The full 6QRC™ Structural System Manual—including the complete decomposition protocol, implementation rules, diagnostic procedures, and operational guidance, is proprietary and available only by agreement with Axiron LLC.
Researchers may request access to the full manual for study use, schema‑level mapping work, or participation in pilot‑site evaluations.
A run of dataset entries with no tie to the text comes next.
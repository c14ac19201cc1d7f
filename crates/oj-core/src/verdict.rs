use serde::{Deserialize, Serialize};

/// Terminal classification of one task outcome.
///
/// `Pending`, `Skipped` and `Undef` are sentinels: they carry no severity
/// and never participate in aggregation. Everything else is ranked by
/// [`Verdict::severity`].
#[derive(Clone, Copy, Debug, PartialEq, Eq, Hash, Serialize, Deserialize)]
#[serde(rename_all = "UPPERCASE")]
pub enum Verdict {
    /// Accepted.
    Ac,
    /// Presentation error.
    Pe,
    /// Wrong answer.
    Wa,
    /// Memory limit exceeded.
    Mle,
    /// Time limit exceeded.
    Tle,
    /// Output limit exceeded.
    Ole,
    /// Runtime error.
    Re,
    /// Compilation error.
    Ce,
    /// Unclassified failure.
    Other,
    /// Restricted function (syscall policy violation).
    Rf,
    /// System error.
    Serr,
    /// No verdict yet; the checker still has to run.
    Pending,
    /// Task was not executed.
    Skipped,
    /// Unknown value received over the wire.
    Undef,
}

impl Verdict {
    /// Severity rank used for aggregation. Sentinels have no rank.
    ///
    /// The table is explicit rather than derived from declaration order so
    /// that reordering variants can never silently change grading.
    pub fn severity(self) -> Option<u8> {
        let rank = match self {
            Verdict::Ac => 0,
            Verdict::Pe => 1,
            Verdict::Wa => 2,
            Verdict::Mle => 3,
            Verdict::Tle => 4,
            Verdict::Ole => 5,
            Verdict::Re => 6,
            Verdict::Ce => 7,
            Verdict::Other => 8,
            Verdict::Rf => 9,
            Verdict::Serr => 10,
            Verdict::Pending | Verdict::Skipped | Verdict::Undef => return None,
        };
        Some(rank)
    }

    /// `true` iff both verdicts are ranked and `self` is strictly more
    /// severe. Sentinels compare with nothing.
    pub fn outranks(self, other: Verdict) -> bool {
        matches!((self.severity(), other.severity()), (Some(a), Some(b)) if a > b)
    }

    pub fn as_str(&self) -> &'static str {
        match self {
            Verdict::Ac => "AC",
            Verdict::Pe => "PE",
            Verdict::Wa => "WA",
            Verdict::Mle => "MLE",
            Verdict::Tle => "TLE",
            Verdict::Ole => "OLE",
            Verdict::Re => "RE",
            Verdict::Ce => "CE",
            Verdict::Other => "OTHER",
            Verdict::Rf => "RF",
            Verdict::Serr => "SERR",
            Verdict::Pending => "PENDING",
            Verdict::Skipped => "SKIPPED",
            Verdict::Undef => "UNDEF",
        }
    }
}

impl std::fmt::Display for Verdict {
    fn fmt(&self, f: &mut std::fmt::Formatter<'_>) -> std::fmt::Result {
        write!(f, "{}", self.as_str())
    }
}
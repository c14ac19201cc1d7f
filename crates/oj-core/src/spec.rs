//! Expansion of the flat task table into an ordered task tree, and the
//! testdata binding check that gates the pipeline.

use std::path::{Path, PathBuf};

use crate::types::{TaskDef, TaskGroup, TaskSpec, TestdataPair};

#[derive(Debug, PartialEq, Eq, thiserror::Error)]
pub enum SpecError {
    #[error("task table ended early: expected {expected} at row {row}")]
    Truncated { row: usize, expected: &'static str },

    #[error("task table row {row} has {got} column(s): expected at least {expected}")]
    ShortRow {
        row: usize,
        expected: usize,
        got: usize,
    },

    #[error("task table row {row}: {field} must be positive (got {value})")]
    NonPositive {
        row: usize,
        field: &'static str,
        value: i64,
    },

    #[error("task table has {got} trailing row(s) past the declared records")]
    TrailingRows { got: usize },
}

/// Cursor over the flat record rows with position tracking for errors.
struct Rows<'a> {
    rows: &'a [Vec<i64>],
    pos: usize,
}

impl<'a> Rows<'a> {
    fn take(&mut self, expected: &'static str, width: usize) -> Result<&'a [i64], SpecError> {
        let row = self.rows.get(self.pos).ok_or(SpecError::Truncated {
            row: self.pos,
            expected,
        })?;
        if row.len() < width {
            return Err(SpecError::ShortRow {
                row: self.pos,
                expected: width,
                got: row.len(),
            });
        }
        self.pos += 1;
        Ok(row)
    }

    fn limits(&mut self, expected: &'static str) -> Result<(u64, u64), SpecError> {
        let row_idx = self.pos;
        let row = self.take(expected, 2)?;
        let (tl, ml) = (row[0], row[1]);
        for (field, value) in [("time_limit", tl), ("mem_limit", ml)] {
            if value <= 0 {
                return Err(SpecError::NonPositive {
                    row: row_idx,
                    field,
                    value,
                });
            }
        }
        Ok((tl as u64, ml as u64))
    }
}

/// Label scheme: the group index alone when the group holds a single
/// task, `"{group}-{n}"` otherwise.
fn task_label(group: u32, number: u32, total: i64) -> String {
    if total > 1 {
        format!("{group}-{number}")
    } else {
        format!("{group}")
    }
}

/// Expand a flat task description into the task tree.
///
/// Layout: a `(num_samples, num_groups)` header, one limit row per
/// sample, then per group a `(num_tasks, has_opencase, score_max)` record
/// followed by an extra limit row for the open case (if declared) and one
/// limit row per task. Any deviation from the declared record counts is
/// an error.
pub fn expand_task_table(rows: &[Vec<i64>]) -> Result<TaskSpec, SpecError> {
    let mut cursor = Rows { rows, pos: 0 };

    let header = cursor.take("(num_samples, num_groups) header", 2)?;
    let (num_samples, num_groups) = (header[0], header[1]);
    for (field, value) in [("num_samples", num_samples), ("num_groups", num_groups)] {
        if value < 0 {
            return Err(SpecError::NonPositive {
                row: 0,
                field,
                value,
            });
        }
    }

    let mut samples = Vec::with_capacity(num_samples as usize);
    for i in 0..num_samples {
        let number = (i + 1) as u32;
        let (time_limit_ms, mem_limit_kib) = cursor.limits("sample limit row")?;
        samples.push(TaskDef {
            label: task_label(0, number, num_samples),
            number,
            time_limit_ms,
            mem_limit_kib,
            fallthrough: false,
        });
    }

    let mut groups = vec![TaskGroup {
        index: 0,
        score_max: 0,
        tasks: samples,
    }];

    for g in 1..=num_groups {
        let row_idx = cursor.pos;
        let subheader = cursor.take("(num_tasks, has_opencase, score_max) record", 3)?;
        let (num_tasks, has_opencase, score_max) = (subheader[0], subheader[1], subheader[2]);
        if num_tasks < 0 || score_max < 0 {
            return Err(SpecError::NonPositive {
                row: row_idx,
                field: if num_tasks < 0 { "num_tasks" } else { "score_max" },
                value: num_tasks.min(score_max),
            });
        }

        let group = g as u32;
        let mut tasks = Vec::with_capacity(num_tasks as usize + 1);

        if has_opencase != 0 {
            // The open case consumes an extra limit row and scores
            // leniently: its failure never zeroes the group.
            let (time_limit_ms, mem_limit_kib) = cursor.limits("open-case limit row")?;
            tasks.push(TaskDef {
                label: format!("{group}-ocen"),
                number: 0,
                time_limit_ms,
                mem_limit_kib,
                fallthrough: true,
            });
        }

        for j in 0..num_tasks {
            let number = (j + 1) as u32;
            let (time_limit_ms, mem_limit_kib) = cursor.limits("task limit row")?;
            tasks.push(TaskDef {
                label: task_label(group, number, num_tasks),
                number,
                time_limit_ms,
                mem_limit_kib,
                fallthrough: false,
            });
        }

        groups.push(TaskGroup {
            index: group,
            score_max: score_max as u32,
            tasks,
        });
    }

    if cursor.pos != rows.len() {
        return Err(SpecError::TrailingRows {
            got: rows.len() - cursor.pos,
        });
    }

    Ok(TaskSpec { groups })
}

/// Resolve the `(input, expected)` file pair for every task, in tree
/// order. Paths that are not regular files are reported in the second
/// return value; the caller aborts the submission when any are missing.
pub fn collect_testdata(spec: &TaskSpec, base: &Path) -> (Vec<TestdataPair>, Vec<PathBuf>) {
    let mut pairs = Vec::with_capacity(spec.task_count());
    let mut missing = Vec::new();

    for (_, task) in spec.iter_tasks() {
        let input = base.join(format!("{}.in", task.label));
        let expected = base.join(format!("{}.out", task.label));
        for p in [&input, &expected] {
            if !p.is_file() {
                missing.push(p.clone());
            }
        }
        pairs.push(TestdataPair { input, expected });
    }

    (pairs, missing)
}
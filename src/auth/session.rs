//! Token state carried through a flow. `Session::apply` is the only writer,
//! and only a successful exchange calls it.
use core::{fmt, str::FromStr, time::Duration};
use oauth2::{AccessToken, AuthorizationCode, RefreshToken};
use serde::Deserialize;

/// The grant types the token endpoint is exercised with.
#[derive(Debug, Clone, Copy, PartialEq, Eq, Hash)]
pub enum Grant {
    /// Exchange the captured authorization code for tokens.
    AuthorizationCode,
    /// Exchange the current refresh token for fresh tokens.
    RefreshToken,
}

impl Grant {
    /// The `grant_type` value sent to the token endpoint.
    pub const fn as_str(&self) -> &'static str {
        match self {
            Self::AuthorizationCode => "authorization_code",
            Self::RefreshToken => "refresh_token",
        }
    }
}

impl fmt::Display for Grant {
    fn fmt(&self, f: &mut fmt::Formatter<'_>) -> fmt::Result {
        f.write_str(self.as_str())
    }
}

/// A grant name that is neither an authorization code nor a refresh grant.
#[derive(Debug, Clone, PartialEq, Eq, thiserror::Error)]
#[error("invalid grant method {0:?}")]
pub struct InvalidGrantMethod(pub String);

impl FromStr for Grant {
    type Err = InvalidGrantMethod;

    fn from_str(s: &str) -> Result<Self, Self::Err> {
        match s {
            "authorization_code" | "authcode" => Ok(Self::AuthorizationCode),
            "refresh_token" | "refresh" => Ok(Self::RefreshToken),
            other => Err(InvalidGrantMethod(other.to_owned())),
        }
    }
}

/// The fields of a token endpoint response the flows care about. Anything
/// else in the body is ignored.
#[derive(Clone, Deserialize)]
pub struct TokenResponse {
    /// The bearer token for the echo endpoint.
    pub access_token: AccessToken,
    /// The token to use for the next refresh grant.
    #[serde(default)]
    pub refresh_token: Option<RefreshToken>,
    /// Access token lifetime in seconds.
    #[serde(default)]
    pub expires_in: Option<u64>,
    /// OpenID Connect identity token, when the `openid` scope was granted.
    #[serde(default)]
    pub id_token: Option<String>,
}

impl fmt::Debug for TokenResponse {
    fn fmt(&self, f: &mut fmt::Formatter<'_>) -> fmt::Result {
        f.debug_struct("TokenResponse")
            .field("expires_in", &self.expires_in)
            .field("has_refresh_token", &self.refresh_token.is_some())
            .field("has_id_token", &self.id_token.is_some())
            .finish_non_exhaustive()
    }
}

/// Credentials held over the course of one flow.
///
/// A session starts from the captured authorization code. After that, only
/// [`AuthCodeClient::exchange`] writes to it, and only when the token
/// endpoint answers with 200.
///
/// [`AuthCodeClient::exchange`]: crate::auth::AuthCodeClient::exchange
#[derive(Clone, Default)]
pub struct Session {
    auth_code: Option<AuthorizationCode>,
    access_token: Option<AccessToken>,
    refresh_token: Option<RefreshToken>,
    expires_in: Option<Duration>,
    id_token: Option<String>,
}

impl fmt::Debug for Session {
    fn fmt(&self, f: &mut fmt::Formatter<'_>) -> fmt::Result {
        f.debug_struct("Session")
            .field("has_auth_code", &self.auth_code.is_some())
            .field("access_token", &self.access_token)
            .field("refresh_token", &self.refresh_token)
            .field("expires_in", &self.expires_in)
            .field("has_id_token", &self.id_token.is_some())
            .finish()
    }
}

impl Session {
    /// Start a session from a freshly captured authorization code.
    pub fn new(auth_code: AuthorizationCode) -> Self {
        Self {
            auth_code: Some(auth_code),
            ..Default::default()
        }
    }

    /// Start a session from tokens issued elsewhere.
    pub fn from_tokens(access_token: AccessToken, refresh_token: Option<RefreshToken>) -> Self {
        Self {
            access_token: Some(access_token),
            refresh_token,
            ..Default::default()
        }
    }

    /// The authorization code, until it has been exchanged.
    pub const fn auth_code(&self) -> Option<&AuthorizationCode> {
        self.auth_code.as_ref()
    }

    /// The current access token.
    pub const fn access_token(&self) -> Option<&AccessToken> {
        self.access_token.as_ref()
    }

    /// The current refresh token.
    pub const fn refresh_token(&self) -> Option<&RefreshToken> {
        self.refresh_token.as_ref()
    }

    /// The lifetime the provider reported for the current access token.
    pub const fn expires_in(&self) -> Option<Duration> {
        self.expires_in
    }

    /// The last identity token issued.
    pub fn id_token(&self) -> Option<&str> {
        self.id_token.as_deref()
    }

    /// Overwrite the session with a successful token response.
    ///
    /// The access token is always replaced. Fields the provider leaves out
    /// (commonly the refresh token on a refresh grant) keep their previous
    /// value. An authorization code grant consumes the code.
    pub(crate) fn apply(&mut self, grant: Grant, response: TokenResponse) {
        if grant == Grant::AuthorizationCode {
            self.auth_code = None;
        }

        self.access_token = Some(response.access_token);
        if let Some(refresh_token) = response.refresh_token {
            self.refresh_token = Some(refresh_token);
        }
        if let Some(expires_in) = response.expires_in {
            self.expires_in = Some(Duration::from_secs(expires_in));
        }
        if let Some(id_token) = response.id_token {
            self.id_token = Some(id_token);
        }
    }
}
//! Client for the provider's token endpoint and the protected echo endpoint.
use crate::auth::{
    session::{Grant, InvalidGrantMethod, Session, TokenResponse},
    AuthCodeConfig,
};
use oauth2::Scope;
use reqwest::StatusCode;
use tracing::{debug, instrument, warn};

/// Path of the token endpoint under the root URL.
pub const TOKEN_PATH: &str = "token";

/// Path of the protected echo endpoint under the root URL.
pub const ECHO_PATH: &str = "echo/v2/ping";

/// Errors from a token endpoint exchange. Whenever one of these is returned,
/// the session is left as it was.
#[derive(Debug, thiserror::Error)]
pub enum ExchangeError {
    /// The grant name is not one the flows support. No request was made.
    #[error(transparent)]
    InvalidGrantMethod(#[from] InvalidGrantMethod),

    /// An authorization code grant was requested before a code was captured,
    /// or after it was consumed. No request was made.
    #[error("no authorization code to exchange")]
    MissingAuthCode,

    /// A refresh grant was requested without a refresh token. No request was
    /// made.
    #[error("no refresh token to exchange")]
    MissingRefreshToken,

    /// The token endpoint answered with something other than 200.
    #[error("token endpoint returned {status}: {body}")]
    TokenExchangeFailed {
        /// The response status.
        status: StatusCode,
        /// The response body, verbatim.
        body: String,
    },

    /// The request could not be sent or the response could not be read.
    #[error("error calling token endpoint: {0}")]
    Transport(#[from] reqwest::Error),

    /// The token endpoint answered 200 with a body that is not a token
    /// response.
    #[error("error parsing token response: {0}")]
    Parse(#[from] serde_json::Error),
}

/// Errors from the echo probe. A rejected token is not an error, see
/// [`AuthCodeClient::probe`].
#[derive(Debug, thiserror::Error)]
pub enum ProbeError {
    /// The session holds no access token yet.
    #[error("no access token to probe with")]
    NoAccessToken,

    /// The request could not be sent.
    #[error("error calling echo endpoint: {0}")]
    Transport(#[from] reqwest::Error),
}

/// Talks to the token and echo endpoints of one provider.
#[derive(Debug, Clone)]
pub struct AuthCodeClient {
    config: AuthCodeConfig,
    scope: Scope,
    reqwest: reqwest::Client,
}

impl AuthCodeClient {
    /// Create a client for the provider described by `config`, requesting
    /// `scope` on every grant.
    pub fn new(config: AuthCodeConfig, scope: impl Into<String>) -> Result<Self, reqwest::Error> {
        // Token responses must never be followed through a redirect.
        let reqwest = reqwest::Client::builder()
            .redirect(reqwest::redirect::Policy::none())
            .build()?;

        Ok(Self {
            config,
            scope: Scope::new(scope.into()),
            reqwest,
        })
    }

    /// Get a reference to the provider configuration.
    pub const fn config(&self) -> &AuthCodeConfig {
        &self.config
    }

    /// The scope requested on every grant.
    pub fn scope(&self) -> &str {
        &self.scope
    }

    /// The form parameters sent to the token endpoint for `grant`.
    pub fn token_form(
        &self,
        session: &Session,
        grant: Grant,
    ) -> Result<Vec<(&'static str, String)>, ExchangeError> {
        let form = match grant {
            Grant::AuthorizationCode => {
                let code = session.auth_code().ok_or(ExchangeError::MissingAuthCode)?;
                vec![
                    ("grant_type", grant.as_str().to_owned()),
                    ("code", code.secret().to_owned()),
                    ("redirect_uri", self.config.redirect.clone()),
                    ("scope", self.scope().to_owned()),
                ]
            }
            Grant::RefreshToken => {
                let refresh_token = session
                    .refresh_token()
                    .ok_or(ExchangeError::MissingRefreshToken)?;
                vec![
                    ("grant_type", grant.as_str().to_owned()),
                    ("refresh_token", refresh_token.secret().to_owned()),
                    ("scope", self.scope().to_owned()),
                ]
            }
        };
        Ok(form)
    }

    /// Parse `grant` and run [`Self::exchange`] with it. Unknown grant names
    /// fail without contacting the provider.
    pub async fn exchange_named(
        &self,
        session: &mut Session,
        grant: &str,
    ) -> Result<(), ExchangeError> {
        let grant: Grant = grant.parse()?;
        self.exchange(session, grant).await
    }

    /// Run one grant against the token endpoint, overwriting the session's
    /// tokens on success.
    ///
    /// The request is a form-encoded POST to `{root}/token`, authenticated
    /// with HTTP Basic auth using the client id and secret.
    #[instrument(skip_all, fields(grant = %grant))]
    pub async fn exchange(&self, session: &mut Session, grant: Grant) -> Result<(), ExchangeError> {
        let form = self.token_form(session, grant)?;
        let url = self.config.endpoint(TOKEN_PATH);
        debug!(%url, "requesting token");

        let response = self
            .reqwest
            .post(&url)
            .basic_auth(&self.config.client_id, Some(&self.config.client_secret))
            .form(&form)
            .send()
            .await
            .inspect_err(|e| warn!(%e, "failed to reach token endpoint"))?;

        let status = response.status();
        let body = response.text().await?;

        if status != StatusCode::OK {
            warn!(%status, %body, "token endpoint rejected the request");
            return Err(ExchangeError::TokenExchangeFailed { status, body });
        }

        let tokens: TokenResponse = serde_json::from_str(&body)?;
        debug!(?tokens, "received tokens");
        session.apply(grant, tokens);
        Ok(())
    }

    /// Call `{root}/echo/v2/ping` with the session's access token.
    ///
    /// Returns `true` only when the endpoint answers 200. Any other status is
    /// logged with its body and reported as `false`.
    #[instrument(skip_all)]
    pub async fn probe(&self, session: &Session) -> Result<bool, ProbeError> {
        let token = session.access_token().ok_or(ProbeError::NoAccessToken)?;
        let url = self.config.endpoint(ECHO_PATH);

        let response = self
            .reqwest
            .get(&url)
            .bearer_auth(token.secret())
            .send()
            .await
            .inspect_err(|e| warn!(%e, "failed to reach echo endpoint"))?;

        let status = response.status();
        if status == StatusCode::OK {
            return Ok(true);
        }

        let body = response.text().await.unwrap_or_default();
        warn!(%status, %body, "echo rejected the access token");
        Ok(false)
    }
}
For access inquiries: channing@axironsystems.com
Ultimate Purpose (Learner Courtesy): Make the schema level of a Prompt (mapping to Task) explicit before solving. Disentangle Prompt (surface text) from Task (cognitive event). Specify the Objective and the Cognitive Verbs. Specify the six raw elements: Quantities, Relationships, Conditions, Constraints, Objective, and Representations (Clarification: In 6QRC, “Objective” here is not a learning objective, instructional goal, or outcome statement. It is the Task’s governing completion‑criterion as a raw information element, because it is the mentally represented target the learner must hold. This is a technical construct unique to 6QRC, and distinct from how ‘objective’ is used in curriculum or instructional terminology.). And establish a compact, load-bearing language for math problem structure to tighten teacher and student communication.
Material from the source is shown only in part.